My local MP Mark Garnier has been kind enough to submit these and I am very grateful to him for this.

I will update you when these questions have been answered by the Secretary of State for Health. I have posted them below for information.

All my best wishes,

Kris

Mark Garnier (Wyre Forest): To ask the Secretary of State for Health, how many people were diagnosed with chronic myeloid leukaemia in (a) 2007, (b) 2008, (c) 2009, (d) 2010, (e) 2011 and (f) 2012 to date.

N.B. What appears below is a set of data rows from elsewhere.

/* ================================== Tests ================================== */

#[cfg(test)]
mod tests {
    use super::*;
    use crate::structure::{DesignPattern, TypeKind, Visibility};
    use indoc::indoc;
    use pretty_assertions::assert_eq;

    fn names<T>(items: &[T], name: impl Fn(&T) -> &str) -> Vec<&str> {
        items.iter().map(name).collect()
    }

    const TS_FIXTURE: &str = indoc! {r#"
        import { readFile } from 'fs';
        import axios from 'axios';

        /** Max retries. */
        export const MAX = 5;

        /**
         * Base shape.
         */
        export interface Shape {
          id: string;
          area(): number;
        }

        export type Id = string | number;

        export enum Color { Red, Green }

        /**
         * Fetches a user.
         * @param id user id
         */
        export async function fetchUser(id: string): Promise<User> {
          try {
            const res = await axios.get(`/users/${id}`);
            return res.data;
          } catch (err) {
            console.log('error: fetch failed');
            return null;
          }
        }

        @Injectable()
        export class Foo extends Bar implements Baz {
          private count: number = 0;
          static instance: Foo;

          constructor(private name: string) {
            super();
          }

          /** Resets the counter. */
          method(): void {
            if (this.count > 1) {
              this.count = 0;
            }
          }
        }

        export const double = (x: number): number => x * 2;

        function helper() {
          const inner = 1;
          function nested() {}
        }
    "#};

    #[test]
    fn brace_top_level_constructs() {
        let fs = build_structure("src/index.ts", TS_FIXTURE, SourceFamily::Brace);

        assert_eq!(fs.imports.len(), 2);
        assert_eq!(names(&fs.functions, |f| f.name.as_str()), vec!["fetchUser", "double", "helper"]);
        assert_eq!(names(&fs.interfaces, |i| i.name.as_str()), vec!["Shape"]);
        assert_eq!(names(&fs.types, |t| t.name.as_str()), vec!["Id", "Color"]);
        assert_eq!(fs.types[1].kind, TypeKind::Enum);
        assert_eq!(fs.exports.len(), 7);
        assert_eq!(fs.line_count, 55);

        let max = &fs.constants[0];
        assert_eq!(fs.constants.len(), 1);
        assert_eq!(max.name, "MAX");
        assert_eq!(max.value.as_deref(), Some("5"));
        assert_eq!(max.line, 5);
        assert!(max.exported);
        assert_eq!(max.description.as_deref(), Some("Max retries."));

        let shape = &fs.interfaces[0];
        assert_eq!(shape.description.as_deref(), Some("Base shape."));
        assert_eq!(shape.location, "src/index.ts");
        assert_eq!(shape.properties.len(), 1);
        assert_eq!(shape.methods.len(), 1);
    }

    #[test]
    fn brace_function_extent_and_analysis() {
        let fs = build_structure("src/index.ts", TS_FIXTURE, SourceFamily::Brace);
        let f = &fs.functions[0];
        assert_eq!(f.kind, FunctionKind::Async);
        assert_eq!(f.line, 23);
        assert_eq!(f.line_count, 9);
        assert_eq!(f.description.as_deref(), Some("Fetches a user."));
        assert!(f.exported);
        assert!(f.error_handling.try_catch_blocks >= 1);
        assert!(f.error_handling.error_types.contains(&"err".to_string()));
        assert!(!f.error_handling.logging.is_empty());
        assert!(f.dependencies.contains(&"get".to_string()));
        assert!(!f.dependencies.contains(&"fetchUser".to_string()));

        let double = &fs.functions[1];
        assert_eq!(double.kind, FunctionKind::Arrow);
        assert_eq!(double.line_count, 1);

        // nested declarations stay inside their function
        assert_eq!(fs.functions[2].line_count, 4);
    }

    #[test]
    fn brace_class_members() {
        let fs = build_structure("src/index.ts", TS_FIXTURE, SourceFamily::Brace);
        assert_eq!(fs.classes.len(), 1);
        let foo = &fs.classes[0];
        assert_eq!(foo.name, "Foo");
        assert_eq!(foo.line, 34);
        assert_eq!(foo.line_count, 15);
        assert_eq!(foo.extends.as_deref(), Some("Bar"));
        assert_eq!(foo.implements, vec!["Baz"]);
        assert_eq!(foo.decorators, vec!["Injectable()"]);
        assert!(foo.exported);
        assert_eq!(foo.design_pattern, DesignPattern::Singleton);

        assert_eq!(names(&foo.properties, |p| p.name.as_str()), vec!["count", "instance"]);
        assert_eq!(foo.properties[0].visibility, Some(Visibility::Private));
        assert!(foo.properties[1].is_static);

        assert_eq!(names(&foo.methods, |m| m.name.as_str()), vec!["constructor", "method"]);
        assert_eq!(foo.methods[0].params.len(), 1);
        assert_eq!(foo.methods[1].kind, FunctionKind::Method);
        assert_eq!(foo.methods[1].description.as_deref(), Some("Resets the counter."));
        assert_eq!(foo.methods[1].complexity, 2);
    }

    #[test]
    fn class_with_one_multiline_method() {
        let src = indoc! {"
            class Foo extends Bar {
              method(): void {
                return;
              }
            }
        "};
        let fs = build_structure("a.ts", src, SourceFamily::Brace);
        assert_eq!(fs.classes.len(), 1);
        let foo = &fs.classes[0];
        assert_eq!(foo.extends.as_deref(), Some("Bar"));
        assert_eq!(foo.methods.len(), 1);
        assert_eq!(foo.methods[0].name, "method");
        assert_eq!(foo.methods[0].kind, FunctionKind::Method);
        assert!(fs.functions.is_empty());
    }

    #[test]
    fn one_line_class_and_overloads() {
        let src = indoc! {"
            export class Empty {}
            export function pick(a: string): string;
            export function pick(a: number): number;
            export function pick(a: any): any {
              return a;
            }
            const after = 1;
        "};
        let fs = build_structure("a.ts", src, SourceFamily::Brace);
        assert_eq!(fs.classes.len(), 1);
        assert_eq!(fs.classes[0].line_count, 1);
        assert_eq!(fs.functions.len(), 3);
        assert_eq!(fs.functions[2].line_count, 3);
        assert_eq!(names(&fs.constants, |k| k.name.as_str()), vec!["after"]);
    }

    #[test]
    fn unterminated_class_is_closed_at_end_of_file() {
        let src = "export class Broken {\n  run() {\n    go();\n";
        let fs = build_structure("a.ts", src, SourceFamily::Brace);
        assert_eq!(fs.classes.len(), 1);
        assert_eq!(fs.classes[0].methods.len(), 1);
    }

    const PY_FIXTURE: &str = indoc! {r#"
        """Billing service."""
        import os
        from typing import (
            List,
            Optional,
        )

        __all__ = ["InvoiceService", "charge"]

        MAX_RETRIES = 3


        @dataclass
        class Invoice:
            """An invoice."""
            total: float = 0.0


        class InvoiceService(BaseService):
            """Handles invoices.

            More text.
            """

            rate = 0.2

            def __init__(self, repo, *, timeout: int = 5):
                self.repo = repo
                self._cache = {}

            @staticmethod
            def fmt(value: float) -> str:
                return f"{value:.2f}"

            async def charge_all(self, items: List[Invoice]) -> None:
                for item in items:
                    if item.total > 0 and self.repo:
                        await self.repo.save(item)


        def charge(invoice, amount=None):
            """Charge an invoice."""
            try:
                return invoice.pay(amount)
            except ValueError as e:
                logging.error("payment error")
                return None


        def _helper():
            pass
    "#};

    #[test]
    fn indent_module_level() {
        let fs = build_structure("billing/service.py", PY_FIXTURE, SourceFamily::Indent);

        assert_eq!(fs.imports.len(), 2);
        assert_eq!(fs.imports[1].module, "typing");
        assert_eq!(fs.imports[1].names, vec!["List", "Optional"]);
        assert_eq!(names(&fs.exports, |e| e.name.as_str()), vec!["InvoiceService", "charge"]);

        assert_eq!(fs.constants.len(), 1);
        assert_eq!(fs.constants[0].name, "MAX_RETRIES");
        assert_eq!(fs.constants[0].value.as_deref(), Some("3"));
        assert_eq!(fs.constants[0].line, 10);

        assert_eq!(names(&fs.functions, |f| f.name.as_str()), vec!["charge", "_helper"]);
        let charge = &fs.functions[0];
        assert_eq!(charge.description.as_deref(), Some("Charge an invoice."));
        assert_eq!(charge.params[1].default_value.as_deref(), Some("None"));
        assert_eq!(charge.error_handling.error_types, vec!["ValueError"]);
        assert!(!charge.error_handling.logging.is_empty());
        assert!(!fs.functions[1].exported);
    }

    #[test]
    fn indent_classes_and_members() {
        let fs = build_structure("billing/service.py", PY_FIXTURE, SourceFamily::Indent);
        assert_eq!(names(&fs.classes, |c| c.name.as_str()), vec!["Invoice", "InvoiceService"]);

        let invoice = &fs.classes[0];
        assert_eq!(invoice.decorators, vec!["dataclass"]);
        assert_eq!(invoice.description.as_deref(), Some("An invoice."));
        assert_eq!(names(&invoice.properties, |p| p.name.as_str()), vec!["total"]);

        let svc = &fs.classes[1];
        assert_eq!(svc.extends.as_deref(), Some("BaseService"));
        assert_eq!(svc.description.as_deref(), Some("Handles invoices."));
        assert_eq!(names(&svc.methods, |m| m.name.as_str()), vec!["__init__", "fmt", "charge_all"]);
        assert!(svc.methods.iter().all(|m| m.kind == FunctionKind::Method && !m.exported));
        assert!(svc.methods[1].is_static);
        assert_eq!(svc.methods[0].params.len(), 2);
        assert_eq!(svc.methods[2].complexity, 4);
        assert_eq!(names(&svc.properties, |p| p.name.as_str()), vec!["rate", "repo", "_cache"]);
        assert_eq!(svc.properties[2].visibility, Some(Visibility::Protected));
    }

    #[test]
    fn abstract_method_marks_class_abstract() {
        let src = indoc! {"
            class Shape:
                @abstractmethod
                def area(self):
                    ...

            def main():
                pass
        "};
        let fs = build_structure("shape.py", src, SourceFamily::Indent);
        assert!(fs.classes[0].is_abstract);
        assert_eq!(fs.classes[0].methods.len(), 1);
        assert_eq!(names(&fs.functions, |f| f.name.as_str()), vec!["main"]);
    }

    #[test]
    fn lowercase_module_assignment_does_not_close_a_class() {
        // accepted approximation: only def/class/@/UPPER_CASE lines close
        let src = indoc! {"
            class A:
                def run(self):
                    pass
            logger = get_logger()
        "};
        let fs = build_structure("a.py", src, SourceFamily::Indent);
        assert_eq!(names(&fs.classes[0].properties, |p| p.name.as_str()), vec!["logger"]);
    }

    #[test]
    fn recursion_and_builtins_are_dependencies() {
        let py = indoc! {"
            def fact(n):
                print(n)
                return fact(n - 1)
        "};
        let fs = build_structure("m.py", py, SourceFamily::Indent);
        assert_eq!(fs.functions[0].dependencies, vec!["print", "fact"]);

        let ts = "export function walk(n) {\n  const t = typeof(n);\n  return walk(n - 1);\n}\n";
        let fs = build_structure("w.ts", ts, SourceFamily::Brace);
        assert_eq!(fs.functions[0].dependencies, vec!["typeof", "walk"]);
    }

    #[test]
    fn file_level_metadata() {
        let fs = build_structure("src/index.ts", TS_FIXTURE, SourceFamily::Brace);
        assert_eq!(fs.size, TS_FIXTURE.len());
        let sum: u32 = fs.functions.iter().map(|f| f.complexity).sum::<u32>()
            + fs.classes.iter().flat_map(|c| &c.methods).map(|m| m.complexity).sum::<u32>();
        assert_eq!(fs.complexity, sum);
    }
}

Mark Garnier (Wyre Forest): To ask the Secretary of State for Health, what steps his Department plans to take to ensure that chronic myeloid leukaemia patients have a wide range of treatment options (a) when newly diagnosed and (b) at the second line of treatment.

Mark Garnier (Wyre Forest): To ask the Secretary of State for Health, how many patients have received the drug Dasatinib on the Cancer Drugs Fund since the fund was created in 2010.

Mark Garnier (Wyre Forest): To ask the Secretary of State for Health, what long-term plans his Department has to ensure that those diagnosed with chronic myeloid leukaemia have access to a wide range of treatment options after the end of the Cancer Drugs Fund in 2014.